La bataille de Solferino vue par les gens de l’époque. Gravure de 1860.
Musée national suisse

Tutti Fratelli

Henry Dunant fonda la Croix-Rouge en 1863. Cette organisation rendit les conflits militaires un peu plus humains.

Benedikt Meyer

Benedikt Meyer

Benedikt Meyer est historien et écrivain.

«Le soleil du 25 juin éclaira l’un des spectacles les plus affreux qui se puissent présenter à l’imagination. Le champ de bataille est partout couvert de cadavres d’hommes et de chevaux; les routes, les fossés, les ravins, les buissons, les prés sont parsemés de corps morts, et les abords de Solferino en sont littéralement criblés.» C’est en ces mots qu’Henry Dunant décrivit la bataille de Solferino, lors de laquelle les armées de la France, de la Sardaigne et de l’Autriche s’étaient opposées la veille, à savoir le soir du 24 juin 1859.

Dunant était choqué de voir que personne ne s’occupait des morts et des blessés. Il le fit donc lui-même. Avec des centaines de femmes et jeunes filles de Solférino et Castiglione, il s’occupa des dizaines de milliers de blessés. «Tutti fratelli», déclarèrent les femmes en aidant chacun d’eux, et ce quelle que soit sa nationalité. Cependant, l’intervention de Dunant eut peu d’effet. L’organisation, le personnel et le matériel faisaient défaut: on manquait de tout. La bataille avait été effroyable. Dunant rentra à Genève, passa sur les conseils de sa mère un mois dans un chalet situé sur les hauteurs de Montreux et commença à rédiger un rapport. Il y décrivit également la manière dont les blessés pourraient à l’avenir être soignés. Un souvenir de Solferino fut publié trois ans plus tard, en septembre 1862. Il fut réédité en décembre et les premières traductions parurent au début de l’année 1863.

Le 9 février 1863, la Société suisse d’utilité publique débattit des idées présentées dans le livre et mit sur pied une commission composée de cinq personnes, dont Henry Dunant et Guillaume Henri Dufour.

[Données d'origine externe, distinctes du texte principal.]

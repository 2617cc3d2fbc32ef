use anyhow::Result;
use async_trait::async_trait;
use log::{error, info};
use serde::{Deserialize, Serialize};
use std::path::PathBuf;
use std::sync::Arc;
use tokio::sync::Mutex;

use crate::chunking::TextChunk;
use crate::database::{QdrantConfig, QdrantStore};
use crate::document::DocumentMetadata;
use crate::embeddings::{Embedder, Embedding};
use crate::errors::RagError;
use crate::local_store::LocalStore;

/// A chunk as it comes back out of the store, cited as an answer source
#[derive(Debug, Clone, PartialEq, Serialize, Deserialize)]
pub struct StoredChunk {
    pub content: String,
    pub metadata: DocumentMetadata,
}

/// Result of a similarity search
#[derive(Debug, Clone)]
pub struct ScoredChunk {
    pub chunk: StoredChunk,
    /// Similarity score (higher = closer)
    pub score: f32,
}

/// Persisted collection of embedded chunks supporting nearest-neighbour search
#[async_trait]
pub trait VectorStore: Send + Sync {
    /// Append chunks with their embeddings and persist them
    async fn add(&self, entries: Vec<(TextChunk, Embedding)>) -> Result<()>;

    /// Return at most `limit` chunks ordered by decreasing similarity
    async fn similarity_search(&self, query: &Embedding, limit: usize) -> Result<Vec<ScoredChunk>>;

    async fn count(&self) -> Result<usize>;
}

/// Where the vector store lives
#[derive(Debug, Clone, PartialEq)]
pub enum StoreBackend {
    /// A directory on local disk
    Local { persist_directory: PathBuf },
    Qdrant(QdrantConfig),
}

impl StoreBackend {
    pub fn describe(&self) -> String {
        match self {
            StoreBackend::Local { persist_directory } => persist_directory.display().to_string(),
            StoreBackend::Qdrant(config) => format!("{} ({})", config.url, config.collection),
        }
    }
}

/// Bridges chunks and the persisted store. Holds the single opened store so
/// ingestion and queries share one instance.
pub struct VectorStoreManager {
    backend: StoreBackend,
    store: Mutex<Option<Arc<dyn VectorStore>>>,
}

impl VectorStoreManager {
    pub fn new(backend: StoreBackend) -> Self {
        VectorStoreManager {
            backend,
            store: Mutex::new(None),
        }
    }

    /// Embed every chunk and append the results to the store, creating it if needed.
    /// Returns the number of chunks written.
    pub async fn build(&self, embedder: &dyn Embedder, chunks: Vec<TextChunk>) -> Result<usize> {
        let result = self.embed_and_store(embedder, chunks).await;
        if let Err(e) = &result {
            error!("Error creating vector store: {:#}", e);
        }
        result
    }

    async fn embed_and_store(
        &self,
        embedder: &dyn Embedder,
        chunks: Vec<TextChunk>,
    ) -> Result<usize> {
        let mut entries = Vec::with_capacity(chunks.len());
        for chunk in chunks {
            let embedding = embedder.get_embedding(&chunk.text).await?;
            entries.push((chunk, embedding));
        }
        let count = entries.len();

        let store = self.open_or_create().await?;
        store.add(entries).await?;

        info!("Stored {} chunks in {}", count, self.backend.describe());
        Ok(count)
    }

    /// Open the existing store. Fails if nothing has been persisted yet.
    pub async fn load(&self) -> Result<Arc<dyn VectorStore>, RagError> {
        let mut guard = self.store.lock().await;
        if let Some(store) = guard.as_ref() {
            return Ok(Arc::clone(store));
        }

        let store: Arc<dyn VectorStore> = match &self.backend {
            StoreBackend::Local { persist_directory } => match LocalStore::open(persist_directory)? {
                Some(store) => Arc::new(store),
                None => return Err(RagError::VectorStoreNotFound),
            },
            StoreBackend::Qdrant(config) => match QdrantStore::open(config.clone()).await? {
                Some(store) => Arc::new(store),
                None => return Err(RagError::VectorStoreNotFound),
            },
        };

        info!("Loaded vector store from {}", self.backend.describe());
        *guard = Some(Arc::clone(&store));
        Ok(store)
    }

    async fn open_or_create(&self) -> Result<Arc<dyn VectorStore>> {
        let mut guard = self.store.lock().await;
        if let Some(store) = guard.as_ref() {
            return Ok(Arc::clone(store));
        }

        let store: Arc<dyn VectorStore> = match &self.backend {
            StoreBackend::Local { persist_directory } => {
                Arc::new(LocalStore::open_or_create(persist_directory)?)
            }
            StoreBackend::Qdrant(config) => Arc::new(QdrantStore::connect(config.clone())?),
        };

        *guard = Some(Arc::clone(&store));
        Ok(store)
    }
}

#[cfg(test)]
pub(crate) mod tests {
    use super::*;
    use crate::document::SourceType;
    use anyhow::bail;
    use tempfile::tempdir;

    /// Deterministic embedder: counts a few letters so related texts land close together
    pub(crate) struct LetterEmbedder;

    #[async_trait]
    impl Embedder for LetterEmbedder {
        async fn get_embedding(&self, text: &str) -> Result<Embedding> {
            let lower = text.to_lowercase();
            let values = ['a', 'e', 'r', 's', 'x']
                .iter()
                .map(|c| lower.matches(*c).count() as f32 + 0.01)
                .collect();
            Ok(Embedding { values })
        }
    }

    struct FailingEmbedder;

    #[async_trait]
    impl Embedder for FailingEmbedder {
        async fn get_embedding(&self, _text: &str) -> Result<Embedding> {
            bail!("quota exceeded")
        }
    }

    pub(crate) fn chunk(text: &str, source: &str) -> TextChunk {
        TextChunk {
            text: text.to_string(),
            metadata: DocumentMetadata {
                source: source.to_string(),
                source_type: SourceType::Webpage,
                path: PathBuf::from("0000.txt"),
            },
            start_position: 0,
        }
    }

    #[tokio::test]
    async fn test_load_before_build_is_not_found() {
        let dir = tempdir().unwrap();
        let manager = VectorStoreManager::new(StoreBackend::Local {
            persist_directory: dir.path().join("store"),
        });

        assert!(matches!(
            manager.load().await,
            Err(RagError::VectorStoreNotFound)
        ));
    }

    #[tokio::test]
    async fn test_build_then_load_shares_store() {
        let dir = tempdir().unwrap();
        let manager = VectorStoreManager::new(StoreBackend::Local {
            persist_directory: dir.path().join("store"),
        });

        let written = manager
            .build(&LetterEmbedder, vec![chunk("Refunds take 5 days.", "faq")])
            .await
            .unwrap();
        assert_eq!(written, 1);

        let store = manager.load().await.unwrap();
        assert_eq!(store.count().await.unwrap(), 1);

        manager
            .build(&LetterEmbedder, vec![chunk("Shipping is free.", "faq")])
            .await
            .unwrap();
        assert_eq!(store.count().await.unwrap(), 2);
    }

    #[tokio::test]
    async fn test_embedding_failure_is_returned() {
        let dir = tempdir().unwrap();
        let persist_directory = dir.path().join("store");
        let manager = VectorStoreManager::new(StoreBackend::Local {
            persist_directory: persist_directory.clone(),
        });

        let err = manager
            .build(&FailingEmbedder, vec![chunk("text", "faq")])
            .await
            .unwrap_err();
        assert!(err.to_string().contains("quota exceeded"));
        assert!(!persist_directory.exists());
    }
}
use crate::{
    body::{Body, BodyId},
    config::SimConfig,
    event::WorldEvent,
    world::World,
};
use ultraviolet::DVec3;

/// Snapshot of one body for a renderer.
#[repr(C)]
#[derive(Clone, Copy, Debug, Default, PartialEq)]
pub struct BodyState {
    pub id: u64,
    pub x: f64,
    pub y: f64,
    pub z: f64,
    pub radius: f64,
    pub mass: f64,
    /// Rotation about x.
    pub pitch: f64,
    /// Rotation about y.
    pub yaw: f64,
}

impl From<&Body> for BodyState {
    fn from(body: &Body) -> Self {
        Self {
            id: body.id().0,
            x: body.pos.x,
            y: body.pos.y,
            z: body.pos.z,
            radius: body.radius(),
            mass: body.mass(),
            pitch: body.rotation.x,
            yaw: body.rotation.y,
        }
    }
}

pub const EVENT_CREATED: u32 = 0;
pub const EVENT_MERGED: u32 = 1;
pub const EVENT_REMOVED: u32 = 2;

/// Flattened [`WorldEvent`]. `other` is the absorbed id for merges, 0 otherwise.
#[repr(C)]
#[derive(Clone, Copy, Debug, Default, PartialEq)]
pub struct EventRecord {
    pub kind: u32,
    pub id: u64,
    pub other: u64,
    pub x: f64,
    pub y: f64,
    pub z: f64,
    pub radius: f64,
}

impl From<WorldEvent> for EventRecord {
    fn from(event: WorldEvent) -> Self {
        let at = |kind, id: BodyId, other: u64, pos: DVec3, radius| Self {
            kind,
            id: id.0,
            other,
            x: pos.x,
            y: pos.y,
            z: pos.z,
            radius,
        };

        match event {
            WorldEvent::Created { id, pos, radius, .. } => at(EVENT_CREATED, id, 0, pos, radius),
            WorldEvent::Merged {
                survivor,
                absorbed,
                pos,
                radius,
            } => at(EVENT_MERGED, survivor, absorbed.0, pos, radius),
            WorldEvent::Removed { id } => Self {
                kind: EVENT_REMOVED,
                id: id.0,
                ..Self::default()
            },
        }
    }
}

/// Creates a world of `n` bodies. Returns null if the world could not be built.
#[unsafe(no_mangle)]
pub unsafe extern "C" fn World_Create(n: usize, seed: u64, use_seed: bool) -> *mut World {
    let config = SimConfig {
        seed: use_seed.then_some(seed),
        ..SimConfig::default()
    };

    match World::with_config(n, config) {
        Ok(world) => Box::into_raw(Box::new(world)),
        Err(e) => {
            log::error!("World_Create failed: {e}");
            std::ptr::null_mut()
        }
    }
}

#[unsafe(no_mangle)]
pub unsafe extern "C" fn World_Destroy(handle: *mut World) {
    if !handle.is_null() {
        unsafe { drop(Box::from_raw(handle)) };
    }
}

#[unsafe(no_mangle)]
pub unsafe extern "C" fn World_Update(handle: *mut World) {
    if let Some(world) = unsafe { handle.as_mut() } {
        world.update();
    }
}

#[unsafe(no_mangle)]
pub unsafe extern "C" fn World_Reset(handle: *mut World, n: usize) {
    if let Some(world) = unsafe { handle.as_mut() } {
        if let Err(e) = world.reset(n) {
            log::error!("World_Reset failed: {e}");
        }
    }
}

#[unsafe(no_mangle)]
pub unsafe extern "C" fn World_Clear(handle: *mut World) {
    if let Some(world) = unsafe { handle.as_mut() } {
        world.clear();
    }
}

/// Adds one random body. Returns its id, or 0 on failure.
#[unsafe(no_mangle)]
pub unsafe extern "C" fn World_Spawn(handle: *mut World) -> u64 {
    let Some(world) = (unsafe { handle.as_mut() }) else {
        return 0;
    };

    match world.spawn() {
        Ok(id) => id.0,
        Err(e) => {
            log::error!("World_Spawn failed: {e}");
            0
        }
    }
}

/// Adds a body with an unscaled `mass`. `radius` <= 0 selects the default radius
/// and a zero or negative `spin` draws a random one. Returns its id, or 0 if rejected.
#[unsafe(no_mangle)]
pub unsafe extern "C" fn World_AddBody(
    handle: *mut World,
    x: f64,
    y: f64,
    z: f64,
    mass: f64,
    radius: f64,
    spin: f64,
) -> u64 {
    let Some(world) = (unsafe { handle.as_mut() }) else {
        return 0;
    };

    let spin = (spin > 0.0).then_some(spin);
    let body = world.construct_body(DVec3::new(x, y, z), mass, radius, spin);

    match body.and_then(|body| world.add(Some(body))) {
        Ok(id) => id.0,
        Err(e) => {
            log::warn!("World_AddBody rejected body: {e}");
            0
        }
    }
}

#[unsafe(no_mangle)]
pub unsafe extern "C" fn World_GetBodyCount(handle: *const World) -> usize {
    unsafe { handle.as_ref() }.map_or(0, |world| world.len())
}

/// Copies up to `cap` body snapshots into `out`. Returns the number written.
#[unsafe(no_mangle)]
pub unsafe extern "C" fn World_CopyBodies(
    handle: *const World,
    out: *mut BodyState,
    cap: usize,
) -> usize {
    let Some(world) = (unsafe { handle.as_ref() }) else {
        return 0;
    };
    if out.is_null() {
        return 0;
    }

    // SAFETY: the caller guarantees `out` points to at least `cap` writable slots.
    let out = unsafe { std::slice::from_raw_parts_mut(out, cap) };
    let mut written = 0;
    for (slot, body) in out.iter_mut().zip(world.bodies()) {
        *slot = BodyState::from(body);
        written += 1;
    }
    written
}

/// Moves up to `cap` pending events into `out`, oldest first. Events that do not
/// fit stay queued for the next call. Returns the number written.
#[unsafe(no_mangle)]
pub unsafe extern "C" fn World_PollEvents(
    handle: *mut World,
    out: *mut EventRecord,
    cap: usize,
) -> usize {
    let Some(world) = (unsafe { handle.as_mut() }) else {
        return 0;
    };
    if out.is_null() || cap == 0 {
        return 0;
    }

    // SAFETY: the caller guarantees `out` points to at least `cap` writable slots.
    let out = unsafe { std::slice::from_raw_parts_mut(out, cap) };
    let mut written = 0;
    for (slot, event) in out.iter_mut().zip(world.drain_events_up_to(cap)) {
        *slot = EventRecord::from(event);
        written += 1;
    }
    written
}

#[cfg(test)]
mod tests {
    use super::*;

    #[test]
    fn null_handles_are_ignored() {
        unsafe {
            World_Update(std::ptr::null_mut());
            World_Clear(std::ptr::null_mut());
            World_Destroy(std::ptr::null_mut());
            assert_eq!(World_GetBodyCount(std::ptr::null()), 0);
            assert_eq!(World_Spawn(std::ptr::null_mut()), 0);
        }
    }

    #[test]
    fn lifecycle_through_handle() {
        unsafe {
            let handle = World_Create(4, 11, true);
            assert!(!handle.is_null());
            assert_eq!(World_GetBodyCount(handle), 4);

            let mut events = [EventRecord::default(); 2];
            assert_eq!(World_PollEvents(handle, events.as_mut_ptr(), 2), 2);
            assert_eq!(events[0].kind, EVENT_CREATED);
            assert_eq!(events[0].id, 1);
            assert_eq!(events[1].id, 2);

            // The remaining two creations were left queued.
            let mut rest = [EventRecord::default(); 8];
            assert_eq!(World_PollEvents(handle, rest.as_mut_ptr(), 8), 2);
            assert_eq!(rest[1].id, 4);

            let id = World_AddBody(handle, 100.0, 0.0, 0.0, 1.0, 0.0, 0.5);
            assert_eq!(id, 5);
            assert_eq!(World_AddBody(handle, 0.0, 0.0, 0.0, -1.0, 1.0, 0.5), 0);

            let mut bodies = [BodyState::default(); 8];
            assert_eq!(World_CopyBodies(handle, bodies.as_mut_ptr(), 8), 5);
            assert_eq!(bodies[4].id, 5);
            assert_eq!(bodies[4].x, 100.0);
            assert_eq!(bodies[4].radius, 1.0);

            World_Update(handle);
            World_Reset(handle, 3);
            assert_eq!(World_GetBodyCount(handle), 3);

            World_Clear(handle);
            assert_eq!(World_GetBodyCount(handle), 0);
            World_Destroy(handle);
        }
    }
}
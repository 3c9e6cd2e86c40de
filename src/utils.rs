use crate::{body::Body, config::SimConfig, error::Result};
use ultraviolet::DVec3;

/// Uniform value in `[-extent, extent)`.
fn symmetric(rng: &mut fastrand::Rng, extent: f64) -> f64 {
    rng.f64() * 2.0 * extent - extent
}

/// Random point inside the axis-aligned cube of half-edge `extent`.
pub fn random_in_cube(rng: &mut fastrand::Rng, extent: f64) -> DVec3 {
    let x = symmetric(rng, extent);
    let y = symmetric(rng, extent);
    let z = symmetric(rng, extent);
    DVec3::new(x, y, z)
}

/// Spawns one body the way `World::add(None)` does:
/// - Position uniform in the spawn cube.
/// - Mass `config.spawn_mass`, radius hint `config.spawn_radius`, random spin.
/// - Velocity uniform in `[-spawn_speed, spawn_speed)` per axis.
pub fn random_body(rng: &mut fastrand::Rng, config: &SimConfig) -> Result<Body> {
    let pos = random_in_cube(rng, config.spawn_extent);
    let mut body = Body::construct(
        pos,
        config.spawn_mass,
        config.spawn_radius,
        None,
        config,
        rng,
    )?;

    if config.spawn_speed > 0.0 {
        body.vel = random_in_cube(rng, config.spawn_speed);
    }

    Ok(body)
}

/// Generates `n` random bodies in the spawn cube.
pub fn random_cube(rng: &mut fastrand::Rng, n: usize, config: &SimConfig) -> Result<Vec<Body>> {
    (0..n).map(|_| random_body(rng, config)).collect()
}
use thiserror::Error;

#[derive(Error, Debug, Clone, PartialEq)]
pub enum Error {
    #[error("Body mass must be finite and positive, got {0}")]
    InvalidMass(f64),

    #[error("Body radius must be finite and positive, got {0}")]
    InvalidRadius(f64),

    #[error("Body {field} is not finite")]
    NonFinite { field: &'static str },

    #[error("Invalid simulation config `{field}`: {reason}")]
    InvalidConfig {
        field: &'static str,
        reason: &'static str,
    },
}

pub type Result<T, E = Error> = std::result::Result<T, E>;
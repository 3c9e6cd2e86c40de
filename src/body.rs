use crate::{
    config::{Damping, SimConfig},
    error::{Error, Result},
};
use ultraviolet::{DVec2, DVec3};

/// Stable identity of a body, assigned by the world on insertion.
#[repr(transparent)]
#[derive(Clone, Copy, Debug, Default, PartialEq, Eq, Hash, PartialOrd, Ord)]
pub struct BodyId(pub u64);

/// Result of a separation query between two bodies.
#[derive(Clone, Copy, Debug, PartialEq)]
pub enum Separation {
    /// Centres are within the combined radii; the pair should merge.
    Overlap,
    /// Distance between centres.
    Apart(f64),
}

/// A mass point taking part in the simulation.
#[derive(Clone, Copy, Debug)]
pub struct Body {
    id: BodyId,
    mass: f64,
    radius: f64,
    /// Position vector.
    pub pos: DVec3,
    /// Velocity vector, in distance per tick.
    pub vel: DVec3,
    /// Spin rate, only used to drive `rotation`.
    pub spin: f64,
    /// Cosmetic rotation angles about x and y.
    pub rotation: DVec2,
}

impl Body {
    /// Creates a body from already scaled values.
    /// Fails if mass or radius is not finite and positive.
    pub fn new(pos: DVec3, vel: DVec3, mass: f64, radius: f64, spin: f64) -> Result<Self> {
        check_mass(mass)?;
        check_radius(radius)?;
        check_finite("position", pos)?;
        check_finite("velocity", vel)?;
        if !spin.is_finite() {
            return Err(Error::NonFinite { field: "spin" });
        }

        Ok(Self {
            id: BodyId::default(),
            mass,
            radius,
            pos,
            vel,
            spin,
            rotation: DVec2::zero(),
        })
    }

    /// Creates a body the way the world spawns them.
    ///
    /// `mass` is multiplied by `config.mass_scale`. A `radius_hint` <= 0 is
    /// replaced by `config.default_radius`. The spin is `spin_hint` or a uniform
    /// draw from `rng`, scaled by `config.spin_scale` either way. A hint of zero
    /// or NaN counts as absent.
    pub fn construct(
        pos: DVec3,
        mass: f64,
        radius_hint: f64,
        spin_hint: Option<f64>,
        config: &SimConfig,
        rng: &mut fastrand::Rng,
    ) -> Result<Self> {
        check_mass(mass)?;

        let radius = if radius_hint <= 0.0 {
            config.default_radius.resolve(mass)
        } else {
            radius_hint
        };
        let spin = spin_hint
            .filter(|spin| *spin != 0.0 && !spin.is_nan())
            .unwrap_or_else(|| rng.f64())
            * config.spin_scale;

        let body = Self::new(pos, DVec3::zero(), mass * config.mass_scale, radius, spin)?;

        log::debug!(
            "Created body {{r: {}, x: {}, y: {}, z: {}}}",
            body.radius,
            pos.x,
            pos.y,
            pos.z
        );

        Ok(body)
    }

    pub fn id(&self) -> BodyId {
        self.id
    }

    pub(crate) fn set_id(&mut self, id: BodyId) {
        self.id = id;
    }

    pub fn mass(&self) -> f64 {
        self.mass
    }

    pub fn radius(&self) -> f64 {
        self.radius
    }

    pub fn momentum(&self) -> DVec3 {
        self.vel * self.mass
    }

    pub fn distance_to(&self, pos: DVec3) -> f64 {
        (self.pos - pos).mag()
    }

    /// Distance to another body's centre, or [`Separation::Overlap`] when the
    /// two spheres touch and `merging` is enabled.
    pub fn separation(&self, other_pos: DVec3, other_radius: f64, merging: bool) -> Separation {
        let distance = self.distance_to(other_pos);
        if merging && distance <= self.radius + other_radius {
            Separation::Overlap
        } else {
            Separation::Apart(distance)
        }
    }

    /// Nudges every velocity component above the threshold toward zero by one step.
    /// A component is never pushed past zero.
    pub fn damp(&mut self, damping: &Damping) {
        for v in [&mut self.vel.x, &mut self.vel.y, &mut self.vel.z] {
            if v.abs() > damping.threshold {
                let damped = *v - damping.step.copysign(*v);
                *v = if damped.signum() == v.signum() { damped } else { 0.0 };
            }
        }
    }

    /// Advances the body by one tick: damping, then position, then cosmetic rotation.
    pub fn integrate(&mut self, damping: &Damping) {
        self.damp(damping);
        self.pos += self.vel;
        self.rotation.x += self.spin;
        self.rotation.y -= self.spin;
    }

    /// Applies the merged state computed by the world.
    pub(crate) fn absorb(&mut self, pos: DVec3, vel: DVec3, mass: f64, radius: f64, spin: f64) {
        debug_assert!(mass > 0.0 && radius > 0.0);
        self.pos = pos;
        self.vel = vel;
        self.mass = mass;
        self.radius = radius;
        self.spin = spin;
    }
}

fn check_mass(mass: f64) -> Result<()> {
    if mass.is_finite() && mass > 0.0 {
        Ok(())
    } else {
        Err(Error::InvalidMass(mass))
    }
}

fn check_radius(radius: f64) -> Result<()> {
    if radius.is_finite() && radius > 0.0 {
        Ok(())
    } else {
        Err(Error::InvalidRadius(radius))
    }
}

fn check_finite(field: &'static str, v: DVec3) -> Result<()> {
    if v.x.is_finite() && v.y.is_finite() && v.z.is_finite() {
        Ok(())
    } else {
        Err(Error::NonFinite { field })
    }
}
pub mod error;
pub mod keywords;
pub mod parser;
pub mod scanner;
pub mod token;

pub use error::{GroupError, StatementKind, ValidationError};
pub use parser::{consume_group, validate};
pub use scanner::tokenize;
pub use token::{Token, TokenType};
//! Front end of a small SQL-like command interpreter.
//!
//! A line is split into [`Token`]s by [`tokenize`] and then checked by [`validate`]
//! against the two supported statements:
//!
//! ```text
//! SELECT <fields> FROM <table>
//! INSERT INTO <table> [ ( <columns> ) ] VALUES ( <values> )
//! ```
//!
//! Tokens are whitespace delimited, so groups are written `( a , b )`.

pub mod sql;
pub mod table;

pub use sql::{
    consume_group, tokenize, validate, GroupError, StatementKind, Token, TokenType,
    ValidationError,
};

La première action de cette commission fut de fonder le Comité international de la Croix-Rouge. Dunant et ses comparses sillonnèrent toute l’Europe pour promouvoir leurs idées. En octobre 1863 les bases des futures Sociétés nationales de la Croix-Rouge furent posées et en 1864, le Conseil fédéral convoqua une conférence diplomatique à Genève à la demande du CICR. Celle aboutit à la signature de la convention de Genève. Par la suite, le CICR étendit ses activités au monde entier, contribua massivement au développement du droit international humanitaire et apporta dès lors une aide irremplaçable lors des guerres et des catastrophes.

Henri Dunant.
Wikimedia

Affiche de la Croix-Rouge pendant la Première Guerre mondiale.
Musée national suisse

Henry Dunant eut moins de chance dans sa vie privée. Il fit faillite en 1865, et ne se serait pas sorti de cette mauvaise passe sans le soutien de ses amis. Il continua à militer en faveur du CICR, mais aussi pour l’abolition de l’esclavage ainsi que pour une bibliothèque internationale universelle. En 1887, il se retira à Heiden en Appenzell, et fut pratiquement oublié de tous jusqu’en 1901, date à laquelle il reçut le tout premier prix Nobel de la Paix. Le travail accompli depuis par les hommes et les femmes (en grande majorité) de la Croix-Rouge aurait sans conteste mérité plusieurs autres prix Nobel.